:: AIM OF THE TASK ::
Scan the entries for lines with the word "index", then copy those lines.
[[ RECORDS FOR PROCESSING, beginning ]]
//! Versioned response cache with a network-first policy.
//!
//! [`CacheWorker`] reacts to the three lifecycle events of an offline cache:
//!
//! - **install** - fetch the asset manifest into the current generation
//! - **fetch** - network first; 200 responses are stored, network failures
//!   fall back to any cached copy, then to the root document for navigations
//! - **activate** - delete every generation except the current one
//!
//! Nothing is retried. A network failure is either masked by a cached copy
//! or reported once.

pub mod network;
pub mod storage;

pub use network::{HttpNetwork, Network};
pub use storage::{CacheStorage, MemoryCacheStorage, SqliteCacheStorage};

use crate::{Error, Result};
use serde::Serialize;

/// Default cache generation name
pub const DEFAULT_CACHE_NAME: &str = "hubdeck-v1";

/// Document served for navigations that are neither online nor cached
pub const DEFAULT_OFFLINE_FALLBACK: &str = "/index.html";

/// Tag handled by [`CacheWorker::sync`]
pub const BACKGROUND_SYNC_TAG: &str = "background-sync";

/// Assets cached at install time when no manifest is configured.
pub const DEFAULT_MANIFEST: &[&str] = &[
    "/",
    "/index.html",
    "/styles.css",
    "/app.js",
    "/manifest.json",
    "/icons/icon-192x192.png",
    "/icons/icon-512x512.png",
];

/// How a request was initiated.
#[derive(Debug, Clone, Copy, Default, PartialEq, Eq, Serialize)]
#[serde(rename_all = "lowercase")]
pub enum RequestMode {
    /// Top-level page load
    Navigate,
    #[default]
    Subresource,
}

#[derive(Debug, Clone, PartialEq, Eq)]
pub struct Request {
    pub url: String,
    pub mode: RequestMode,
}

impl Request {
    pub fn get(url: impl Into<String>) -> Self {
        Self {
            url: url.into(),
            mode: RequestMode::Subresource,
        }
    }

    pub fn navigate(url: impl Into<String>) -> Self {
        Self {
            url: url.into(),
            mode: RequestMode::Navigate,
        }
    }
}

#[derive(Debug, Clone, PartialEq, Eq)]
pub struct Response {
    pub status: u16,
    pub headers: Vec<(String, String)>,
    pub body: Vec<u8>,
}

impl Response {
    pub fn is_ok(&self) -> bool {
        (200..300).contains(&self.status)
    }

    pub fn header(&self, name: &str) -> Option<&str> {
        self.headers
            .iter()
            .find(|(n, _)| n.eq_ignore_ascii_case(name))
            .map(|(_, v)| v.as_str())
    }
}

/// Where a fetched response came from.
#[derive(Debug, Clone, Copy, PartialEq, Eq, Serialize)]
#[serde(rename_all = "lowercase")]
pub enum ResponseSource {
    Network,
    Cache,
    /// The root document served in place of an uncached navigation
    Fallback,
}

#[derive(Debug, Clone)]
pub struct FetchOutcome {
    pub response: Response,
    pub source: ResponseSource,
}

#[derive(Debug, Clone, Serialize)]
pub struct InstallReport {
    pub cache: String,
    pub cached: Vec<String>,
}

/// Worker settings.
#[derive(Debug, Clone)]
pub struct CacheSettings {
    pub cache_name: String,
    /// Base for relative URLs, e.g. `http://localhost:8080`
    pub origin: String,
    pub manifest: Vec<String>,
    pub offline_fallback: String,
}

impl Default for CacheSettings {
    fn default() -> Self {
        Self {
            cache_name: DEFAULT_CACHE_NAME.to_string(),
            origin: String::new(),
            manifest: DEFAULT_MANIFEST.iter().map(|s| s.to_string()).collect(),
            offline_fallback: DEFAULT_OFFLINE_FALLBACK.to_string(),
        }
    }
}

pub struct CacheWorker<N, C> {
    network: N,
    caches: C,
    settings: CacheSettings,
}

impl<N: Network, C: CacheStorage> CacheWorker<N, C> {
    pub fn new(network: N, caches: C, settings: CacheSettings) -> Self {
        Self {
            network,
            caches,
            settings,
        }
    }

    pub fn cache_name(&self) -> &str {
        &self.settings.cache_name
    }

    pub fn caches(&self) -> &C {
        &self.caches
    }

    pub fn network(&self) -> &N {
        &self.network
    }

    /// Absolute cache key for a URL or origin-relative path.
    pub fn resolve(&self, url: &str) -> String {
        if url.contains("://") || self.settings.origin.is_empty() {
            return url.to_string();
        }
        let origin = self.settings.origin.trim_end_matches('/');
        if url.starts_with('/') {
            format!("{}{}", origin, url)
        } else {
            format!("{}/{}", origin, url)
        }
    }

    /// Populate the current generation with the manifest.
    ///
    /// Every asset is fetched before anything is written, so a failed
    /// install leaves the cache untouched.
    pub fn install(&mut self) -> Result<InstallReport> {
        let mut fetched = Vec::with_capacity(self.settings.manifest.len());
        for asset in &self.settings.manifest {
            let url = self.resolve(asset);
            let response = self.network.fetch(&Request::get(url.clone()))?;
            if !response.is_ok() {
                return Err(Error::Other(format!(
                    "install failed: {} returned HTTP {}",
                    url, response.status
                )));
            }
            fetched.push((url, response));
        }

        let name = self.settings.cache_name.clone();
        self.caches.open(&name)?;
        for (url, response) in &fetched {
            self.caches.put(&name, url, response)?;
        }
        tracing::info!(cache = %name, count = fetched.len(), "opened cache");

        Ok(InstallReport {
            cache: name,
            cached: fetched.into_iter().map(|(url, _)| url).collect(),
        })
    }

    /// Network first, cache fallback.
    pub fn fetch(&mut self, request: &Request) -> Result<FetchOutcome> {
        let url = self.resolve(&request.url);
        let resolved = Request {
            url: url.clone(),
            mode: request.mode,
        };

        match self.network.fetch(&resolved) {
            Ok(response) => {
                if response.status == 200 {
                    let name = self.settings.cache_name.clone();
                    if let Err(e) = self.caches.put(&name, &url, &response) {
                        tracing::warn!(%url, cache = %name, error = %e, "failed to cache response");
                    }
                }
                Ok(FetchOutcome {
                    response,
                    source: ResponseSource::Network,
                })
            }
            Err(network_err) => {
                tracing::debug!(%url, error = %network_err, "network failed, trying cache");
                if let Some(response) = self.caches.match_any(&url)? {
                    return Ok(FetchOutcome {
                        response,
                        source: ResponseSource::Cache,
                    });
                }
                if request.mode == RequestMode::Navigate {
                    let fallback = self.resolve(&self.settings.offline_fallback);
                    if let Some(response) = self.caches.match_any(&fallback)? {
                        return Ok(FetchOutcome {
                            response,
                            source: ResponseSource::Fallback,
                        });
                    }
                }
                Err(Error::Offline(format!(
                    "network unavailable and {} is not cached",
                    url
                )))
            }
        }
    }

    /// Delete every generation except the current one.
    pub fn activate(&mut self) -> Result<Vec<String>> {
        let mut deleted = Vec::new();
        for name in self.caches.keys()? {
            if name != self.settings.cache_name {
                tracing::info!(cache = %name, "deleting old cache");
                self.caches.delete(&name)?;
                deleted.push(name);
            }
        }
        Ok(deleted)
    }

    /// Background sync event. Returns whether the tag was handled.
    pub fn sync(&mut self, tag: &str) -> bool {
        if tag == BACKGROUND_SYNC_TAG {
            tracing::info!("background sync triggered");
            true
        } else {
            tracing::debug!(tag, "ignoring sync tag");
            false
        }
    }
}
[[ RECORDS FOR PROCESSING, end ]]
:: EXERCISE SOLUTION ::
pub const DEFAULT_OFFLINE_FALLBACK: &str = "/index.html";
    "/index.html",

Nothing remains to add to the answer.